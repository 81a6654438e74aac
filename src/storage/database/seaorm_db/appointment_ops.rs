use crate::core::models::{
    AppointmentChanges, AppointmentDetail, AppointmentDoctor, AppointmentFilter,
    AppointmentPatient, NewAppointment,
};
use crate::utils::error::{ApiError, Result};
use chrono::{DateTime, FixedOffset, Utc};
use sea_orm::*;
use std::collections::HashMap;
use tracing::debug;
use uuid::Uuid;

use super::super::entities::{self, appointment, doctor, patient};
use super::types::{Page, SeaOrmDatabase, page_offset};

impl SeaOrmDatabase {
    /// Store a new appointment. Both parties must exist.
    pub async fn create_appointment(&self, new: &NewAppointment) -> Result<AppointmentDetail> {
        debug!(
            "Creating appointment: doctor={} patient={}",
            new.doctor_id, new.patient_id
        );

        let model = appointment::Model::new_active(new)
            .insert(&self.db)
            .await?;
        self.detail(model).await
    }

    pub async fn find_appointment(&self, appointment_id: Uuid) -> Result<Option<AppointmentDetail>> {
        debug!("Finding appointment by ID: {}", appointment_id);

        match entities::Appointment::find_by_id(appointment_id)
            .one(&self.db)
            .await?
        {
            Some(model) => Ok(Some(self.detail(model).await?)),
            None => Ok(None),
        }
    }

    /// Paginated appointment listing, earliest first. `page` is 1-based.
    pub async fn list_appointments(
        &self,
        filter: &AppointmentFilter,
        page: u64,
        per_page: u64,
    ) -> Result<Page<AppointmentDetail>> {
        let per_page = per_page.max(1);
        if page_offset(page, per_page).is_none() {
            return Err(ApiError::validation("Página fora do intervalo"));
        }

        let mut query = entities::Appointment::find();
        if let Some(status) = filter.status {
            query = query.filter(appointment::Column::Status.eq(status.to_string()));
        }
        if let Some(doctor_id) = filter.doctor_id {
            query = query.filter(appointment::Column::DoctorId.eq(doctor_id));
        }
        if let Some(patient_id) = filter.patient_id {
            query = query.filter(appointment::Column::PatientId.eq(patient_id));
        }
        if let Some(from) = filter.from {
            query = query.filter(appointment::Column::ScheduledAt.gte(stored(from)));
        }
        if let Some(until) = filter.until {
            query = query.filter(appointment::Column::ScheduledAt.lte(stored(until)));
        }

        let paginator = query
            .order_by_asc(appointment::Column::ScheduledAt)
            .paginate(&self.db, per_page);
        let total = paginator.num_items().await?;
        let models = paginator.fetch_page(page.saturating_sub(1)).await?;
        let items = self.details(models).await?;

        Ok(Page { items, total })
    }

    /// Every appointment of a doctor, earliest first
    pub async fn appointments_for_doctor(&self, doctor_id: Uuid) -> Result<Vec<AppointmentDetail>> {
        let models = entities::Appointment::find()
            .filter(appointment::Column::DoctorId.eq(doctor_id))
            .order_by_asc(appointment::Column::ScheduledAt)
            .all(&self.db)
            .await?;
        self.details(models).await
    }

    /// Every appointment of a patient, latest first
    pub async fn appointments_for_patient(
        &self,
        patient_id: Uuid,
    ) -> Result<Vec<AppointmentDetail>> {
        let models = entities::Appointment::find()
            .filter(appointment::Column::PatientId.eq(patient_id))
            .order_by_desc(appointment::Column::ScheduledAt)
            .all(&self.db)
            .await?;
        self.details(models).await
    }

    /// Apply changes to an appointment. `None` when it does not exist.
    pub async fn update_appointment(
        &self,
        appointment_id: Uuid,
        changes: &AppointmentChanges,
    ) -> Result<Option<AppointmentDetail>> {
        debug!("Updating appointment: {}", appointment_id);

        let Some(model) = entities::Appointment::find_by_id(appointment_id)
            .one(&self.db)
            .await?
        else {
            return Ok(None);
        };
        if changes.is_empty() {
            return Ok(Some(self.detail(model).await?));
        }

        let mut active: appointment::ActiveModel = model.into();
        if let Some(scheduled_at) = changes.scheduled_at {
            active.scheduled_at = Set(stored(scheduled_at));
        }
        if let Some(reason) = &changes.reason {
            active.reason = Set(reason.clone());
        }
        if let Some(notes) = &changes.notes {
            active.notes = Set(notes.clone());
        }
        if let Some(status) = changes.status {
            active.status = Set(status.to_string());
        }
        active.updated_at = Set(Utc::now().into());
        let updated = active.update(&self.db).await?;

        Ok(Some(self.detail(updated).await?))
    }

    /// `false` when nothing was deleted
    pub async fn delete_appointment(&self, appointment_id: Uuid) -> Result<bool> {
        debug!("Deleting appointment: {}", appointment_id);

        let result = entities::Appointment::delete_by_id(appointment_id)
            .exec(&self.db)
            .await?;
        Ok(result.rows_affected > 0)
    }

    async fn detail(&self, model: appointment::Model) -> Result<AppointmentDetail> {
        self.details(vec![model])
            .await?
            .pop()
            .ok_or_else(|| ApiError::internal("Appointment row vanished while loading"))
    }

    async fn details(&self, models: Vec<appointment::Model>) -> Result<Vec<AppointmentDetail>> {
        let doctor_ids: Vec<Uuid> = models.iter().map(|m| m.doctor_id).collect();
        let patient_ids: Vec<Uuid> = models.iter().map(|m| m.patient_id).collect();

        let doctors: HashMap<Uuid, doctor::Model> = entities::Doctor::find()
            .filter(doctor::Column::Id.is_in(doctor_ids))
            .all(&self.db)
            .await?
            .into_iter()
            .map(|m| (m.id, m))
            .collect();
        let patients: HashMap<Uuid, patient::Model> = entities::Patient::find()
            .filter(patient::Column::Id.is_in(patient_ids))
            .all(&self.db)
            .await?
            .into_iter()
            .map(|m| (m.id, m))
            .collect();

        models
            .iter()
            .map(|model| {
                let appointment = model.to_domain()?;
                let doctor = doctors.get(&model.doctor_id).ok_or_else(|| {
                    ApiError::internal(format!("Appointment {} without a doctor", model.id))
                })?;
                let patient = patients.get(&model.patient_id).ok_or_else(|| {
                    ApiError::internal(format!("Appointment {} without a patient", model.id))
                })?;
                Ok(AppointmentDetail {
                    appointment,
                    doctor: AppointmentDoctor {
                        name: doctor.name.clone(),
                        specialty: doctor.specialty.clone(),
                        crm: doctor.crm.clone(),
                        phone: doctor.phone.clone(),
                    },
                    patient: AppointmentPatient {
                        name: patient.name.clone(),
                        cpf: patient.cpf.clone(),
                        sus_card: patient.sus_card.clone(),
                        phone: patient.phone.clone(),
                        address: patient.address.clone(),
                    },
                })
            })
            .collect()
    }
}

/// Timestamps are kept in UTC so stored values order the same as instants
fn stored(instant: DateTime<Utc>) -> DateTime<FixedOffset> {
    instant.fixed_offset()
}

——

▶ _EXERCISE BRIEF_
State only the number of lines above that contain the word "internal".

▶ _THE ANSWER_
3